■ Exercise brief: Each entry below needs to be reproduced exactly as given.

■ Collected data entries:
****************************************

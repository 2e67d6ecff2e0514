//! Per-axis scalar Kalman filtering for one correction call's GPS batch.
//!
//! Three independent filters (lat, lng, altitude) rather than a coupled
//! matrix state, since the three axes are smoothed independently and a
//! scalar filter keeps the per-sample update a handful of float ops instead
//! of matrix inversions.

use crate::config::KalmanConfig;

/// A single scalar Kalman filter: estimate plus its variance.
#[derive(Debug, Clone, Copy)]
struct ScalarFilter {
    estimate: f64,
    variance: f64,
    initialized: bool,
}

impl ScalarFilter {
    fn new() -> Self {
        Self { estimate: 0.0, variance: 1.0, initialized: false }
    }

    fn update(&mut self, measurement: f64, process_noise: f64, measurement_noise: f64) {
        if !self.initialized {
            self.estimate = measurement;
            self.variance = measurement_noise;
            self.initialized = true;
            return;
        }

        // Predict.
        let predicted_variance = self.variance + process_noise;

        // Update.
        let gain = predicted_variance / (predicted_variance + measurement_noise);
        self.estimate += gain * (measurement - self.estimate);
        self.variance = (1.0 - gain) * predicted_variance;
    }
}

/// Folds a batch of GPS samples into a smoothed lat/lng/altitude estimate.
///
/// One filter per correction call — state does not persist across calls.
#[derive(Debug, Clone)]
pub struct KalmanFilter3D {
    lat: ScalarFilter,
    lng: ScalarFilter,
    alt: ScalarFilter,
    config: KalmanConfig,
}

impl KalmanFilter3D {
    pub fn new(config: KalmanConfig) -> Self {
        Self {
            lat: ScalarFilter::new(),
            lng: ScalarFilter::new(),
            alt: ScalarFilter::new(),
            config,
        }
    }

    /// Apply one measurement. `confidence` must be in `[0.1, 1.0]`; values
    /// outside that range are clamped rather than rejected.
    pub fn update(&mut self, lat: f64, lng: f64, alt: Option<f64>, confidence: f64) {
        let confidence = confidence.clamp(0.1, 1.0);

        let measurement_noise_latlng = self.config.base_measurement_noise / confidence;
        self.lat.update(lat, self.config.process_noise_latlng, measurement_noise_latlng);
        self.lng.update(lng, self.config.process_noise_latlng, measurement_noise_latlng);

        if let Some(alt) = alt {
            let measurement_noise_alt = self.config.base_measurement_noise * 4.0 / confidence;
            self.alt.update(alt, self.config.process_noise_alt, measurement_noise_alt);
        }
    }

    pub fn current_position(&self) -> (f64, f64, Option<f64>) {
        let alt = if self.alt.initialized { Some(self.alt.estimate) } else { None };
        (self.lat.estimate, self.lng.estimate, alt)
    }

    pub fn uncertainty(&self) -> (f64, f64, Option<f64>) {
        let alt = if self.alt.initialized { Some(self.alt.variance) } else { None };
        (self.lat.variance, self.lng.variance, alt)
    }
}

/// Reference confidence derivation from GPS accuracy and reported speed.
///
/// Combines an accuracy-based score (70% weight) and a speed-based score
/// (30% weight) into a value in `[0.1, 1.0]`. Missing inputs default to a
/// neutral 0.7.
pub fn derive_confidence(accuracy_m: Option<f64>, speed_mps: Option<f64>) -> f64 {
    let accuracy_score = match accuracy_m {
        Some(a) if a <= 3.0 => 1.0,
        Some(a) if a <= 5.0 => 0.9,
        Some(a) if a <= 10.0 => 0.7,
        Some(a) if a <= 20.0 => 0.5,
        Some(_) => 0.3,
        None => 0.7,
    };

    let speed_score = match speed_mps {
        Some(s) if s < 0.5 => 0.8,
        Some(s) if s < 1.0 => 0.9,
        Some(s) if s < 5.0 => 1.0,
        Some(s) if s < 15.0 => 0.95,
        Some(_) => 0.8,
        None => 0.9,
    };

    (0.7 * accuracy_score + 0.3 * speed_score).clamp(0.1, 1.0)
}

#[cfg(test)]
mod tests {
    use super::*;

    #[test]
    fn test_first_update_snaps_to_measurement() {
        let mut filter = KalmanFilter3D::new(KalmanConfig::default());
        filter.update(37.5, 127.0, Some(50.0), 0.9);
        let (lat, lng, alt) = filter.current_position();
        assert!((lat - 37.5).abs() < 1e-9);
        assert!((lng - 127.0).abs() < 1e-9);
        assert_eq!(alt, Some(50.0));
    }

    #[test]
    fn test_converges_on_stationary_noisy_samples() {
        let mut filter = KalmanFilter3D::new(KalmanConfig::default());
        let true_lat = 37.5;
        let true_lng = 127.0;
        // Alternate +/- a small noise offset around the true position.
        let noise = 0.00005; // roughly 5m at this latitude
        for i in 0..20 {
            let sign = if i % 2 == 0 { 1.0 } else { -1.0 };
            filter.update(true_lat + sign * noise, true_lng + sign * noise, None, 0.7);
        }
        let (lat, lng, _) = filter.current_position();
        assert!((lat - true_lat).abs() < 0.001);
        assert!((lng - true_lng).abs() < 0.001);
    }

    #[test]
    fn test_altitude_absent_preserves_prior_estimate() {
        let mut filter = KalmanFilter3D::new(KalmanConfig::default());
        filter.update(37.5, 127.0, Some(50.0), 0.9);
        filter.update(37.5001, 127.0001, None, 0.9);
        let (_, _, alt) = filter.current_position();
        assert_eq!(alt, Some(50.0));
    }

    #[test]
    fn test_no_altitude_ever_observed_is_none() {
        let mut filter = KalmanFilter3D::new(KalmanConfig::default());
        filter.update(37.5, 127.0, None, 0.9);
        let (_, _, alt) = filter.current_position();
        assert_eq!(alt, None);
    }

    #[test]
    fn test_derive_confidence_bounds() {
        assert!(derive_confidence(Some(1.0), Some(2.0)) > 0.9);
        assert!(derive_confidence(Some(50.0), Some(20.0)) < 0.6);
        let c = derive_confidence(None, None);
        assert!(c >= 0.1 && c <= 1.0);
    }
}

****************************************

■ Task response:
repository 2e67d6ecff2e0514
//! Per-axis scalar Kalman filtering for one correction call's GPS batch.
//!
//! Three independent filters (lat, lng, altitude) rather than a coupled
//! matrix state, since the three axes are smoothed independently and a
//! scalar filter keeps the per-sample update a handful of float ops instead
//! of matrix inversions.

use crate::config::KalmanConfig;

/// A single scalar Kalman filter: estimate plus its variance.
#[derive(Debug, Clone, Copy)]
struct ScalarFilter {
    estimate: f64,
    variance: f64,
    initialized: bool,
}

impl ScalarFilter {
    fn new() -> Self {
        Self { estimate: 0.0, variance: 1.0, initialized: false }
    }

    fn update(&mut self, measurement: f64, process_noise: f64, measurement_noise: f64) {
        if !self.initialized {
            self.estimate = measurement;
            self.variance = measurement_noise;
            self.initialized = true;
            return;
        }

        // Predict.
        let predicted_variance = self.variance + process_noise;

        // Update.
        let gain = predicted_variance / (predicted_variance + measurement_noise);
        self.estimate += gain * (measurement - self.estimate);
        self.variance = (1.0 - gain) * predicted_variance;
    }
}

/// Folds a batch of GPS samples into a smoothed lat/lng/altitude estimate.
///
/// One filter per correction call — state does not persist across calls.
#[derive(Debug, Clone)]
pub struct KalmanFilter3D {
    lat: ScalarFilter,
    lng: ScalarFilter,
    alt: ScalarFilter,
    config: KalmanConfig,
}

impl KalmanFilter3D {
    pub fn new(config: KalmanConfig) -> Self {
        Self {
            lat: ScalarFilter::new(),
            lng: ScalarFilter::new(),
            alt: ScalarFilter::new(),
            config,
        }
    }

    /// Apply one measurement. `confidence` must be in `[0.1, 1.0]`; values
    /// outside that range are clamped rather than rejected.
    pub fn update(&mut self, lat: f64, lng: f64, alt: Option<f64>, confidence: f64) {
        let confidence = confidence.clamp(0.1, 1.0);

        let measurement_noise_latlng = self.config.base_measurement_noise / confidence;
        self.lat.update(lat, self.config.process_noise_latlng, measurement_noise_latlng);
        self.lng.update(lng, self.config.process_noise_latlng, measurement_noise_latlng);

        if let Some(alt) = alt {
            let measurement_noise_alt = self.config.base_measurement_noise * 4.0 / confidence;
            self.alt.update(alt, self.config.process_noise_alt, measurement_noise_alt);
        }
    }

    pub fn current_position(&self) -> (f64, f64, Option<f64>) {
        let alt = if self.alt.initialized { Some(self.alt.estimate) } else { None };
        (self.lat.estimate, self.lng.estimate, alt)
    }

    pub fn uncertainty(&self) -> (f64, f64, Option<f64>) {
        let alt = if self.alt.initialized { Some(self.alt.variance) } else { None };
        (self.lat.variance, self.lng.variance, alt)
    }
}

/// Reference confidence derivation from GPS accuracy and reported speed.
///
/// Combines an accuracy-based score (70% weight) and a speed-based score
/// (30% weight) into a value in `[0.1, 1.0]`. Missing inputs default to a
/// neutral 0.7.
pub fn derive_confidence(accuracy_m: Option<f64>, speed_mps: Option<f64>) -> f64 {
    let accuracy_score = match accuracy_m {
        Some(a) if a <= 3.0 => 1.0,
        Some(a) if a <= 5.0 => 0.9,
        Some(a) if a <= 10.0 => 0.7,
        Some(a) if a <= 20.0 => 0.5,
        Some(_) => 0.3,
        None => 0.7,
    };

    let speed_score = match speed_mps {
        Some(s) if s < 0.5 => 0.8,
        Some(s) if s < 1.0 => 0.9,
        Some(s) if s < 5.0 => 1.0,
        Some(s) if s < 15.0 => 0.95,
        Some(_) => 0.8,
        None => 0.9,
    };

    (0.7 * accuracy_score + 0.3 * speed_score).clamp(0.1, 1.0)
}

#[cfg(test)]
mod tests {
    use super::*;

    #[test]
    fn test_first_update_snaps_to_measurement() {
        let mut filter = KalmanFilter3D::new(KalmanConfig::default());
        filter.update(37.5, 127.0, Some(50.0), 0.9);
        let (lat, lng, alt) = filter.current_position();
        assert!((lat - 37.5).abs() < 1e-9);
        assert!((lng - 127.0).abs() < 1e-9);
        assert_eq!(alt, Some(50.0));
    }

    #[test]
    fn test_converges_on_stationary_noisy_samples() {
        let mut filter = KalmanFilter3D::new(KalmanConfig::default());
        let true_lat = 37.5;
        let true_lng = 127.0;
        // Alternate +/- a small noise offset around the true position.
        let noise = 0.00005; // roughly 5m at this latitude
        for i in 0..20 {
            let sign = if i % 2 == 0 { 1.0 } else { -1.0 };
            filter.update(true_lat + sign * noise, true_lng + sign * noise, None, 0.7);
        }
        let (lat, lng, _) = filter.current_position();
        assert!((lat - true_lat).abs() < 0.001);
        assert!((lng - true_lng).abs() < 0.001);
    }

    #[test]
    fn test_altitude_absent_preserves_prior_estimate() {
        let mut filter = KalmanFilter3D::new(KalmanConfig::default());
        filter.update(37.5, 127.0, Some(50.0), 0.9);
        filter.update(37.5001, 127.0001, None, 0.9);
        let (_, _, alt) = filter.current_position();
        assert_eq!(alt, Some(50.0));
    }

    #[test]
    fn test_no_altitude_ever_observed_is_none() {
        let mut filter = KalmanFilter3D::new(KalmanConfig::default());
        filter.update(37.5, 127.0, None, 0.9);
        let (_, _, alt) = filter.current_position();
        assert_eq!(alt, None);
    }

    #[test]
    fn test_derive_confidence_bounds() {
        assert!(derive_confidence(Some(1.0), Some(2.0)) > 0.9);
        assert!(derive_confidence(Some(50.0), Some(20.0)) < 0.6);
        let c = derive_confidence(None, None);
        assert!(c >= 0.1 && c <= 1.0);
    }
}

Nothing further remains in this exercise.